Study material START

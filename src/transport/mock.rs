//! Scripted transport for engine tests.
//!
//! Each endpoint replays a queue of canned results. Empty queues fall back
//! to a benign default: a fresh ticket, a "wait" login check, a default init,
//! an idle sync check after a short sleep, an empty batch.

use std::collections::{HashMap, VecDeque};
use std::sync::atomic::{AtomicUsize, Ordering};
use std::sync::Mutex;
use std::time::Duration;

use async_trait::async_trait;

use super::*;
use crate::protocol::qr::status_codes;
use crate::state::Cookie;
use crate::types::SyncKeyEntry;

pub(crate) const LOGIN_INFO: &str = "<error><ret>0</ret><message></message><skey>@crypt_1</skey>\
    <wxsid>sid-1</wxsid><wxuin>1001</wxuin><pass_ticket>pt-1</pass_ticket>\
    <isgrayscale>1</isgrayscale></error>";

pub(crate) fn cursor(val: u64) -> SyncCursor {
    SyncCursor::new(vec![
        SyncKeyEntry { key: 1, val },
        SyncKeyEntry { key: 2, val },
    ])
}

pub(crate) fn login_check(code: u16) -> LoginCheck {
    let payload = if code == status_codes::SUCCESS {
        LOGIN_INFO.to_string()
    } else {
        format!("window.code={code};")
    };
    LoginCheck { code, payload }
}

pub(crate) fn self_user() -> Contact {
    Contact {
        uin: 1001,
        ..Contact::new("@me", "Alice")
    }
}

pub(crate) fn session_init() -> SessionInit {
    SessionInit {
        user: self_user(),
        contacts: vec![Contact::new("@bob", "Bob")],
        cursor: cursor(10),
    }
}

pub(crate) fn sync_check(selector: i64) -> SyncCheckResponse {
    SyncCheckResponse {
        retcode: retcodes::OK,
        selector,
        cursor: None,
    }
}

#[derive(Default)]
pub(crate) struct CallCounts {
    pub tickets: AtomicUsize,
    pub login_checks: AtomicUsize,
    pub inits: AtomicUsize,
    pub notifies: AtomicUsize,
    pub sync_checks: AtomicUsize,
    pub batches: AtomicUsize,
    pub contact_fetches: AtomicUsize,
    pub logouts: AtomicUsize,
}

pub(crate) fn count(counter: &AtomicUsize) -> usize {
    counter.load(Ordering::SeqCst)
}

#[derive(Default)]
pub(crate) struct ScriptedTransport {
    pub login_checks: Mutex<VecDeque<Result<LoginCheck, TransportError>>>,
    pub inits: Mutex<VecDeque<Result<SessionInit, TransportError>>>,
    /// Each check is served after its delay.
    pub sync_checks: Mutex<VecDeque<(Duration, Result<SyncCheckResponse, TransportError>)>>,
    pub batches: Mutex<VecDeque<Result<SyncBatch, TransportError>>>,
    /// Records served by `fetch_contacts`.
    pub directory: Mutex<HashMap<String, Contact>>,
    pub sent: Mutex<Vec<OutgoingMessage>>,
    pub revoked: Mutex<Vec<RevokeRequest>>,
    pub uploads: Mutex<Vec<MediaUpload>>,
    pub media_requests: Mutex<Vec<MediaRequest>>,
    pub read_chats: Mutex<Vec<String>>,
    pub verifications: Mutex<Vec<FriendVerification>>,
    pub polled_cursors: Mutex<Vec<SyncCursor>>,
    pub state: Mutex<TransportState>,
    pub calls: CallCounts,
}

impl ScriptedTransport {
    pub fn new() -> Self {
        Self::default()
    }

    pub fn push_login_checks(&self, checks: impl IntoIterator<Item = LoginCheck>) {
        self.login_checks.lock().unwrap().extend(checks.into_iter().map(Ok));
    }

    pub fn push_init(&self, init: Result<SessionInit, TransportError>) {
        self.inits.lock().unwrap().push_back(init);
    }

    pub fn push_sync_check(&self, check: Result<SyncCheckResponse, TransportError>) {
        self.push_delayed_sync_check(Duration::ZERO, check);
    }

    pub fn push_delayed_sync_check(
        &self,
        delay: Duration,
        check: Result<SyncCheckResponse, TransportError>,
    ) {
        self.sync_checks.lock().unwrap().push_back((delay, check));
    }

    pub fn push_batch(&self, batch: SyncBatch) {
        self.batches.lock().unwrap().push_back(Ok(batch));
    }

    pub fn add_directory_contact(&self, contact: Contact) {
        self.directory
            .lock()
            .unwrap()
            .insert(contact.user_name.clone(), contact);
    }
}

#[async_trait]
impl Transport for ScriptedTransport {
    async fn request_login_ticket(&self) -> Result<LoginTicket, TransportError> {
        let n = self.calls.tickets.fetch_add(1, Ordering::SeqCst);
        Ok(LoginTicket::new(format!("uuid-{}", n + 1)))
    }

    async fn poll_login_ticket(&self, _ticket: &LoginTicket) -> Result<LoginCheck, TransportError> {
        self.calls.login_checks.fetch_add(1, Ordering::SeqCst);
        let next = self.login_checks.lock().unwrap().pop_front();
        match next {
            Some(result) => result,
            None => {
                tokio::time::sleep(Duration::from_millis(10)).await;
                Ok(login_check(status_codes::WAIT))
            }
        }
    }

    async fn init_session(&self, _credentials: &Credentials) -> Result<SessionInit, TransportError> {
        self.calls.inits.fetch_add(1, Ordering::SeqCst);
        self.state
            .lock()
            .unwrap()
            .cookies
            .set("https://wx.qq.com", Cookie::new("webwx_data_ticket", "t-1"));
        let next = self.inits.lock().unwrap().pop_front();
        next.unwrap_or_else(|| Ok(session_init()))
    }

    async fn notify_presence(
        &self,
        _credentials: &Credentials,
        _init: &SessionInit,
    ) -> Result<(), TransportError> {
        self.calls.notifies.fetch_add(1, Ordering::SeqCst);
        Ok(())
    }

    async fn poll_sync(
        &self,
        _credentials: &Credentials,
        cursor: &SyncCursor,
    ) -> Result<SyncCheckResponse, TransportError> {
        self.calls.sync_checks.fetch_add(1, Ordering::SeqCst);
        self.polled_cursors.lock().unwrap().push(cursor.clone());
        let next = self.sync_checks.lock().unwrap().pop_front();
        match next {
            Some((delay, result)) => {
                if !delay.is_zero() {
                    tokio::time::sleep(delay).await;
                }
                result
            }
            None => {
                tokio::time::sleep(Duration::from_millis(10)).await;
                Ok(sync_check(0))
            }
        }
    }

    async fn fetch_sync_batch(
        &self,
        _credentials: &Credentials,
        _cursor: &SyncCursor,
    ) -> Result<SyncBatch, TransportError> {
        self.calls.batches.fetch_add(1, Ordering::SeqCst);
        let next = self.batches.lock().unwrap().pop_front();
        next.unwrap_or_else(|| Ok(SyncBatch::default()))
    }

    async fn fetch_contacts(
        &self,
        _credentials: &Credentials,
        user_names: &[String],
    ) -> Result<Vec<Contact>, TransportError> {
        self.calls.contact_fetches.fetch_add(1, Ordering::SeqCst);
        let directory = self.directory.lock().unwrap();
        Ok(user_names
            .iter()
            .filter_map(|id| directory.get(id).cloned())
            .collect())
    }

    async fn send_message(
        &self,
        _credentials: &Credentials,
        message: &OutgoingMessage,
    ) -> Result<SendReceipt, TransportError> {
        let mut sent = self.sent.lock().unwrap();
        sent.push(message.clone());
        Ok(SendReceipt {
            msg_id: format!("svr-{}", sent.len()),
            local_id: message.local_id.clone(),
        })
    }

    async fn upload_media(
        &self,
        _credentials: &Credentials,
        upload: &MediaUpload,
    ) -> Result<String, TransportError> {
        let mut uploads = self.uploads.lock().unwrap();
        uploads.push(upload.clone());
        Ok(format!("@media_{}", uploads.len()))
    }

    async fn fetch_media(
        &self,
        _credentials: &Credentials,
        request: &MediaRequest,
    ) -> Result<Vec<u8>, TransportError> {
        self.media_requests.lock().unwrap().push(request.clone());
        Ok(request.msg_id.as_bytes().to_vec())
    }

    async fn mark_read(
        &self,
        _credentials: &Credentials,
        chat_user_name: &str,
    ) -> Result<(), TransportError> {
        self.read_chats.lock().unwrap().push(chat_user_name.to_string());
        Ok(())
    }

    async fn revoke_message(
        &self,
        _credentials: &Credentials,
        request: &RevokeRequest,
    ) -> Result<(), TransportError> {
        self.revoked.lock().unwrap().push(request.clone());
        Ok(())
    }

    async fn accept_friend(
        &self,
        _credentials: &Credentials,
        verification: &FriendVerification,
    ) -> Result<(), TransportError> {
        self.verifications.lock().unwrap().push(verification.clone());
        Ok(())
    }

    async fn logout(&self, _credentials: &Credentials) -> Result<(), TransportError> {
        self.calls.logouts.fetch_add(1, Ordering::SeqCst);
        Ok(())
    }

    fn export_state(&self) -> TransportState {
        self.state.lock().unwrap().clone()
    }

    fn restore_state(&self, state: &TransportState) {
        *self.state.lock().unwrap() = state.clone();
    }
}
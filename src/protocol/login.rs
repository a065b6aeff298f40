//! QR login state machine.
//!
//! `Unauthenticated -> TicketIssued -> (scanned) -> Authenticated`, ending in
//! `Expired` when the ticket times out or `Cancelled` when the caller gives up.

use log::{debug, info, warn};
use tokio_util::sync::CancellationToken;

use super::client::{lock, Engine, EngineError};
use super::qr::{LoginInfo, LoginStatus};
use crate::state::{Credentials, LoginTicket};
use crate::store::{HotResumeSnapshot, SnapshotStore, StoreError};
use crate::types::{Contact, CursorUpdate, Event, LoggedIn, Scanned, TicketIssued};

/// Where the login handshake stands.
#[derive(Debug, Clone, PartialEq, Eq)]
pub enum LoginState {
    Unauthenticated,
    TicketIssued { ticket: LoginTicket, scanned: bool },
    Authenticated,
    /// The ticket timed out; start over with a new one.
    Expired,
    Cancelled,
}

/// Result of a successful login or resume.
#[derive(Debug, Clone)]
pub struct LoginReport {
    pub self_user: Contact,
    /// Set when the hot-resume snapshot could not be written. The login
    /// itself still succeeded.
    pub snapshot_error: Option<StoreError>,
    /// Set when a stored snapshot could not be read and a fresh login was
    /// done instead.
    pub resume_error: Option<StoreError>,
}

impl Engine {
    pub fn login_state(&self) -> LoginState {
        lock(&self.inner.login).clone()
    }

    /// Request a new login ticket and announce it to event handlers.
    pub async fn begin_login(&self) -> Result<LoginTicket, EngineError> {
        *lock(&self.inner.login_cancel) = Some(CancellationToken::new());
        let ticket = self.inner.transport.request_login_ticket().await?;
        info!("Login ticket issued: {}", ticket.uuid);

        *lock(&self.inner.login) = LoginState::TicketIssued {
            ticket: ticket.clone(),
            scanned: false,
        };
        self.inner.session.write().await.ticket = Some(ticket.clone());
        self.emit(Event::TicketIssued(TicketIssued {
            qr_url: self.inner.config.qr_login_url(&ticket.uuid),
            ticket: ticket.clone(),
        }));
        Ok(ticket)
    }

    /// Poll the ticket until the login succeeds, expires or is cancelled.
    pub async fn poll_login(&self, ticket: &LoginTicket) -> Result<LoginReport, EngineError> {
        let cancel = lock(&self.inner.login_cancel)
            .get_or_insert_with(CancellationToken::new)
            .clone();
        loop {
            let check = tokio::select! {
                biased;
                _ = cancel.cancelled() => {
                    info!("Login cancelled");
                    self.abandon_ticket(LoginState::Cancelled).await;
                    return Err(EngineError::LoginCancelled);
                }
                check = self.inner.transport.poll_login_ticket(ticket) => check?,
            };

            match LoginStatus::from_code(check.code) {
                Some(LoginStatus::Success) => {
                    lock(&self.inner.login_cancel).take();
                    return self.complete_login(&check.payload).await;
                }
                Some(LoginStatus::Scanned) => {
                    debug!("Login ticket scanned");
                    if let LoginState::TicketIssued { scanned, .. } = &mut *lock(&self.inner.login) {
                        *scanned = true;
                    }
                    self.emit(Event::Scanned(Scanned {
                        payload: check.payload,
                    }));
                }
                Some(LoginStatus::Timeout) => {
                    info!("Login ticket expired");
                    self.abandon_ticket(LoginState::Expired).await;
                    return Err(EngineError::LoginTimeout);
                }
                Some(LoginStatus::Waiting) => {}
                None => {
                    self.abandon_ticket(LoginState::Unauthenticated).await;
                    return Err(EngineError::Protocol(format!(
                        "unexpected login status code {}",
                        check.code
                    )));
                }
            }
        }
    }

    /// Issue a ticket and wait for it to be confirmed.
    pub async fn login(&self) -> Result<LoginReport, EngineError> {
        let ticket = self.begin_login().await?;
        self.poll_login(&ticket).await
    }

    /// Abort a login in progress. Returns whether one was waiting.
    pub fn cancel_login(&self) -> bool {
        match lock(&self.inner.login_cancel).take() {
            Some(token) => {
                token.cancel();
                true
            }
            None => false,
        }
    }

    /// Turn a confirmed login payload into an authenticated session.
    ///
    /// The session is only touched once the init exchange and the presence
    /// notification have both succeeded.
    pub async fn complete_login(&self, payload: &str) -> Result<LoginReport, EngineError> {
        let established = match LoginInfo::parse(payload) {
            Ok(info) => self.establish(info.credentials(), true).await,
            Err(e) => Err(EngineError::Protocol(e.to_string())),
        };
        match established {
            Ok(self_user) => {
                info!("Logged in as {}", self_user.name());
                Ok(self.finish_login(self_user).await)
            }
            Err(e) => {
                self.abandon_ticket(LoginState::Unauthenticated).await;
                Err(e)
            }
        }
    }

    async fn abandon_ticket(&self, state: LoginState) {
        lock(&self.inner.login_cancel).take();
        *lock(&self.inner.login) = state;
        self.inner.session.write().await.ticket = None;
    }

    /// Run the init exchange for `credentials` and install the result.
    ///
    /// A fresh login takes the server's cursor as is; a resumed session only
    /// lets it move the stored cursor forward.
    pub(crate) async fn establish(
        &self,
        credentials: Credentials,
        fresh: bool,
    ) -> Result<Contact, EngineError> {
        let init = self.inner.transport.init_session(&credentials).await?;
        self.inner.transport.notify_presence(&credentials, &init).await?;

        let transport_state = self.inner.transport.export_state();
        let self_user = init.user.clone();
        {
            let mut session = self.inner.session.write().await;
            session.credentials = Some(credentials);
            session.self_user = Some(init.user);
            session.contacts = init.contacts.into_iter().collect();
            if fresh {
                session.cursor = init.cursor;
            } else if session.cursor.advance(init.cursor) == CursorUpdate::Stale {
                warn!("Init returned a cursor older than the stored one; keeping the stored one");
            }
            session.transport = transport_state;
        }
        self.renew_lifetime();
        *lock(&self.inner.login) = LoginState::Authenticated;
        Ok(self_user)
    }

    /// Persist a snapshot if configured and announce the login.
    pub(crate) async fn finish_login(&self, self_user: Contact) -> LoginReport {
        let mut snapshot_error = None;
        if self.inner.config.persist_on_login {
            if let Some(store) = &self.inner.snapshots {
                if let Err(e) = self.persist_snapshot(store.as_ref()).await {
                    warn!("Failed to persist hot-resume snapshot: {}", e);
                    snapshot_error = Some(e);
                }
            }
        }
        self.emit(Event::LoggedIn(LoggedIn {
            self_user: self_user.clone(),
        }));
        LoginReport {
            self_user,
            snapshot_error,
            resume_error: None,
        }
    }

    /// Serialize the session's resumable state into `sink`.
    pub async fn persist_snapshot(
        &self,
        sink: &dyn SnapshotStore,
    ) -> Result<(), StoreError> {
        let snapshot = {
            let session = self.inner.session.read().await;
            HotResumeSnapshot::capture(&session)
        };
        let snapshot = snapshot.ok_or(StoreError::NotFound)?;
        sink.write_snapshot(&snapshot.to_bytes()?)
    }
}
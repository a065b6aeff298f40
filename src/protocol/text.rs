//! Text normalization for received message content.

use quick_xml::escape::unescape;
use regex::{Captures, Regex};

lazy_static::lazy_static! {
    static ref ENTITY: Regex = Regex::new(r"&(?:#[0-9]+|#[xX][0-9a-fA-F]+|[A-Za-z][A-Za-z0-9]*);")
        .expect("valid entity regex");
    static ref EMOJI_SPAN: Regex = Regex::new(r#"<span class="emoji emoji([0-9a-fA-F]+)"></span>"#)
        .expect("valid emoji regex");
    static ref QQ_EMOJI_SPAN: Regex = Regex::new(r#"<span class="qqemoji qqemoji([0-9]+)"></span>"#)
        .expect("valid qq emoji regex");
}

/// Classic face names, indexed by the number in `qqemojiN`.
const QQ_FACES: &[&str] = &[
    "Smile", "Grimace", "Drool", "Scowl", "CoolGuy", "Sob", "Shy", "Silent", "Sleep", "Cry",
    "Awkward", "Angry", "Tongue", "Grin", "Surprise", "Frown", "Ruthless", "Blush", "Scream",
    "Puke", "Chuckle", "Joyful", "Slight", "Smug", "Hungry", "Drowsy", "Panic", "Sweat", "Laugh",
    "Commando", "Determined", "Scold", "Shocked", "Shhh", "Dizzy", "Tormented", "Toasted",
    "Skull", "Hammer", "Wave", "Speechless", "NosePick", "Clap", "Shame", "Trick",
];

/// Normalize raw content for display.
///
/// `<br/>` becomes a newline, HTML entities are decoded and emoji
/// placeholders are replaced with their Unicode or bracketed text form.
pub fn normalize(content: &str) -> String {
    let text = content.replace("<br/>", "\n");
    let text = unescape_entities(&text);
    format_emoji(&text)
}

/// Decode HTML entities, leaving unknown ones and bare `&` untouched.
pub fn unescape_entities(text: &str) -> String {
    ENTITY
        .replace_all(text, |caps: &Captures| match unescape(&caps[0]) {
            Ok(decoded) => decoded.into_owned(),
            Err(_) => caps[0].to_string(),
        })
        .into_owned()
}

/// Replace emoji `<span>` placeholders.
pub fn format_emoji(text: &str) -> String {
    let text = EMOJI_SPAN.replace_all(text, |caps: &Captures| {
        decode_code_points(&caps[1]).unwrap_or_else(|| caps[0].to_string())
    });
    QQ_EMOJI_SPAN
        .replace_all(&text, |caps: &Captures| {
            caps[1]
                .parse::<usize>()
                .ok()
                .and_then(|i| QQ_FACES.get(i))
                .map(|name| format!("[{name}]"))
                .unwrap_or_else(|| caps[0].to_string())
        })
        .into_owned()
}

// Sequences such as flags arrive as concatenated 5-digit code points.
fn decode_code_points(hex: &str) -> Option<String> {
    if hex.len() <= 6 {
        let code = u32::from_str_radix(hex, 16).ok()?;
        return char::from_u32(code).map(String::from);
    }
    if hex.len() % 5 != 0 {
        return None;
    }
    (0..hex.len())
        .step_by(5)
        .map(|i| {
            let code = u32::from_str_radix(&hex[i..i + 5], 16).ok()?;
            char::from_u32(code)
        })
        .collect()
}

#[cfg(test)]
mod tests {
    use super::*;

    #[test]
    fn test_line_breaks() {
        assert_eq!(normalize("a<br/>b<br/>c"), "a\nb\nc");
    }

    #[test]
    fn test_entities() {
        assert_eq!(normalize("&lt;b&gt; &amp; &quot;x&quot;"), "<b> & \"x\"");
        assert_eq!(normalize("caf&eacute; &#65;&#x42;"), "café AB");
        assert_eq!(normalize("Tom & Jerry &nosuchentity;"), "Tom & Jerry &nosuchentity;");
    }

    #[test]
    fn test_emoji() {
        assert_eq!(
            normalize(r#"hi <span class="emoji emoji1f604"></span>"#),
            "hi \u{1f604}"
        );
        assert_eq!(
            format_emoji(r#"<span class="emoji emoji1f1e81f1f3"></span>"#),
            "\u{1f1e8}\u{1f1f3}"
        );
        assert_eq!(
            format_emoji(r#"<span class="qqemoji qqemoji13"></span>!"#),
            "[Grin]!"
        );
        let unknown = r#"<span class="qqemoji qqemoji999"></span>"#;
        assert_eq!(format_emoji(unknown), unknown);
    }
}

Study material END

▶ [Work required] Your answer must be a single number: the count of lines in the records that hold the word "EngineError".

▶ [Solution to the problem] 10